This is another straightforward example of deeplearning in Keras. Let’s summarize what is going on here:

  • IMDB reviews are bits or text consisting of words (duh!) but all these words are converted to numbers. In addition, the number of a word corresponds to its importance in terms of occurrence. So, a small numbers means it occurs more often than a large number.
  • reviews have different lengths, so one truncates everything to the same length (here 5000)
  • part of the reviews are taken for testing (here 33% of the whole)
  • only the 500 most important words are considered
  • the input is hence a vector of size 5000 which is a bit large and sparse so an embedding is applied which maps these vectors to a vector of size 32. Word embeddings is a topic of its own and you should have a look at the Glove site for instance.
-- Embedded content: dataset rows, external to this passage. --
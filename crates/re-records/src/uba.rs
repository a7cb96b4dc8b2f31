//! UBA Baseline/Delta/Signal records: `spec.md` §3, §4.12. Grounded on
//! `hnmp/engine/host_normalizer.py` (canonical multiset hashing style) and
//! `deception/engine/signal_builder.py` (signal composition, explanation
//! string assembly).

use std::collections::{BTreeMap, BTreeSet};

use serde::{Deserialize, Serialize};

use crate::error::Result;

/// Observed feature multisets for a baseline window. Counts (not just
/// presence) so `FREQUENCY_SHIFT` deltas can be detected.
#[derive(Debug, Clone, Default, PartialEq, Eq, Serialize, Deserialize)]
pub struct ObservedFeatures {
    pub event_types: BTreeMap<String, u64>,
    pub hosts: BTreeMap<String, u64>,
    pub time_buckets: BTreeMap<String, u64>,
    pub privileges: BTreeMap<String, u64>,
}

#[derive(Debug, Clone, PartialEq, Eq, Serialize, Deserialize)]
pub struct Baseline {
    pub baseline_id: String,
    pub identity_id: String,
    pub observed: ObservedFeatures,
    pub baseline_hash: String,
    pub computed_at: String,
}

impl Baseline {
    /// Canonical hash over the observed multisets (`spec.md` §4.12
    /// BaselineHasher).
    pub fn compute_hash(observed: &ObservedFeatures) -> Result<String> {
        Ok(re_canon::sha256_of_canonical(observed, &BTreeSet::new())?)
    }
}

#[derive(Debug, Clone, Copy, PartialEq, Eq, Serialize, Deserialize)]
#[serde(rename_all = "SCREAMING_SNAKE_CASE")]
pub enum DeltaType {
    NewEventType,
    NewHost,
    NewTimeBucket,
    NewPrivilege,
    FrequencyShift,
}

#[derive(Debug, Clone, PartialEq, Eq, Serialize, Deserialize)]
pub struct Delta {
    pub delta_id: String,
    pub identity_id: String,
    pub delta_type: DeltaType,
    pub field: String,
    pub value: String,
    pub window_start: String,
    pub window_end: String,
}

/// Explicit `[start, end]` window, no implicit rolling windows (`spec.md`
/// §4.12 WindowBuilder).
#[derive(Debug, Clone, PartialEq, Eq, Serialize, Deserialize)]
pub struct Window {
    pub start: String,
    pub end: String,
}

impl Window {
    pub fn new(start: impl Into<String>, end: impl Into<String>) -> Self {
        Self {
            start: start.into(),
            end: end.into(),
        }
    }
}

#[derive(Debug, Clone, PartialEq, Eq, Serialize, Deserialize)]
pub struct Signal {
    pub signal_id: String,
    pub delta_ids: Vec<String>,
    pub context_refs: ContextRefs,
    pub confidence_level: String,
    pub explanation: String,
    pub generated_at: String,
    pub immutable_hash: String,
}

/// External context IDs the signal references without mutating them
/// (`spec.md` §4.12: "never mutates referenced entities").
#[derive(Debug, Clone, Default, PartialEq, Eq, Serialize, Deserialize)]
pub struct ContextRefs {
    pub killchain_ids: Vec<String>,
    pub graph_ids: Vec<String>,
    pub incident_ids: Vec<String>,
}

const SIGNAL_HASH_EXCLUDED: &[&str] = &["immutable_hash"];

impl Signal {
    pub fn compute_hash(&self) -> Result<String> {
        let excluded: BTreeSet<&str> = SIGNAL_HASH_EXCLUDED.iter().copied().collect();
        Ok(re_canon::sha256_of_canonical(self, &excluded)?)
    }
}

#[cfg(test)]
mod tests {
    use super::*;

    #[test]
    fn baseline_hash_changes_when_event_types_change() {
        let mut before = ObservedFeatures::default();
        before.event_types.insert("login".into(), 3);
        let h1 = Baseline::compute_hash(&before).unwrap();

        let mut after = before.clone();
        after
            .event_types
            .insert("privilege_escalation".into(), 1);
        let h2 = Baseline::compute_hash(&after).unwrap();

        assert_ne!(h1, h2);
    }

    #[test]
    fn baseline_hash_stable_for_identical_observations() {
        let mut obs = ObservedFeatures::default();
        obs.event_types.insert("login".into(), 3);
        assert_eq!(
            Baseline::compute_hash(&obs).unwrap(),
            Baseline::compute_hash(&obs.clone()).unwrap()
        );
    }
}
#[derive(Debug, thiserror::Error)]
pub enum LedgerError {
    #[error(transparent)]
    Store(#[from] re_store::StoreError),
    #[error(transparent)]
    Record(#[from] re_records::RecordError),
    #[error(transparent)]
    KeyStore(#[from] re_crypto::KeyStoreError),
    #[error("ledger chain broken at seq {seq}: {reason}")]
    ChainBroken { seq: u64, reason: String },
    #[error("expected seq {expected}, got {actual}")]
    SeqMismatch { expected: u64, actual: u64 },
}

pub type Result<T> = std::result::Result<T, LedgerError>;
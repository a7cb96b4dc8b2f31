//! CLI-boundary error classification: `spec.md` §6 exit codes. Every
//! subcommand handler returns `anyhow::Result<()>`; this is the one type
//! that carries enough shape for `main` to pick an exit code out of an
//! otherwise-opaque `anyhow::Error` chain.

#[derive(Debug, thiserror::Error)]
pub enum CliFailure {
    /// Verification, validation, or policy rejection — `spec.md` §6 exit 1.
    #[error("{0}")]
    Domain(String),
    /// A required file/flag was absent or unreadable as the expected shape
    /// — `spec.md` §6 exit 2.
    #[error("missing input: {0}")]
    MissingInput(String),
    /// Read/write/fsync error against a store, key, or report file —
    /// `spec.md` §6 exit 3.
    #[error("I/O failure: {0}")]
    Io(String),
}

impl CliFailure {
    pub fn exit_code(&self) -> i32 {
        match self {
            CliFailure::Domain(_) => 1,
            CliFailure::MissingInput(_) => 2,
            CliFailure::Io(_) => 3,
        }
    }
}

/// Walk an `anyhow::Error`'s cause chain for a `CliFailure`, defaulting to
/// exit code 1 (domain failure) for anything that never got classified.
pub fn exit_code_for(err: &anyhow::Error) -> i32 {
    err.chain()
        .find_map(|cause| cause.downcast_ref::<CliFailure>())
        .map(CliFailure::exit_code)
        .unwrap_or(1)
}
  • the one-dimensional convolution is well explained in this article
  • the max-pooling is picking up the maximum out of a neighborhood and is a way to reduce the dimension
  • flattening a matrix is simply putting the rows of the matrix one after another
  • the dense layers are the usual deeplearning layers where the weights are trained. Note that we want a yes/no classification and the last dense layer is dimension one.
  • the whole networks has a low accuracy but is trained in a minute, which is altogether not too bad

The beauty of Keras resides really in the ease to add/change things. It runs on top of Theano and TensorFlow so you get really a delicious framework with all you can wish for.